**Information given**

//! Free-form deformation lattices fitted to the wing loft.
//!
//! The generator produces the FFD control lattices the benchmark archives;
//! embedding points in them and deforming them is downstream tooling's
//! job. A lattice is fitted by sampling the loft's vertical envelope at
//! each (chord, span) control station and padding every direction with
//! absolute and relative margins so that the whole surface is strictly
//! inside the control volume.
//!
//! # Example
//!
//! ```
//! use stw_gen::airfoil::naca4;
//! use stw_gen::ffd::{FfdLayout, FfdResolution, fit_lattice, Margins};
//! use stw_gen::geometry::simple_transonic_wing;
//! use stw_gen::oml::WingLoft;
//!
//! let geometry = simple_transonic_wing();
//! let foil = naca4("0012", 101).unwrap();
//! let loft = WingLoft::new(&geometry.wing, &[foil.clone(), foil]).unwrap();
//!
//! let res = FfdResolution::Coarse;
//! let stations = FfdLayout::Basic.stations(&geometry.wing, &geometry.wingbox, res.n_span());
//! let lattice = fit_lattice(&loft, &stations, res.n_chord(), Margins::default()).unwrap();
//! assert_eq!(lattice.n_span, 6);
//! ```

mod fitted;
mod lattice;
mod layout;

pub use fitted::{FfdError, Margins, fit_lattice};
pub use lattice::FfdLattice;
pub use layout::{FfdLayout, FfdResolution, FfdStations};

**Try it**
What you write must be identical to the material above.

**Reply to the exercise**
//! Free-form deformation lattices fitted to the wing loft.
//!
//! The generator produces the FFD control lattices the benchmark archives;
//! embedding points in them and deforming them is downstream tooling's
//! job. A lattice is fitted by sampling the loft's vertical envelope at
//! each (chord, span) control station and padding every direction with
//! absolute and relative margins so that the whole surface is strictly
//! inside the control volume.
//!
//! # Example
//!
//! ```
//! use stw_gen::airfoil::naca4;
//! use stw_gen::ffd::{FfdLayout, FfdResolution, fit_lattice, Margins};
//! use stw_gen::geometry::simple_transonic_wing;
//! use stw_gen::oml::WingLoft;
//!
//! let geometry = simple_transonic_wing();
//! let foil = naca4("0012", 101).unwrap();
//! let loft = WingLoft::new(&geometry.wing, &[foil.clone(), foil]).unwrap();
//!
//! let res = FfdResolution::Coarse;
//! let stations = FfdLayout::Basic.stations(&geometry.wing, &geometry.wingbox, res.n_span());
//! let lattice = fit_lattice(&loft, &stations, res.n_chord(), Margins::default()).unwrap();
//! assert_eq!(lattice.n_span, 6);
//! ```

mod fitted;
mod lattice;
mod layout;

pub use fitted::{FfdError, Margins, fit_lattice};
pub use lattice::FfdLattice;
pub use layout::{FfdLayout, FfdResolution, FfdStations};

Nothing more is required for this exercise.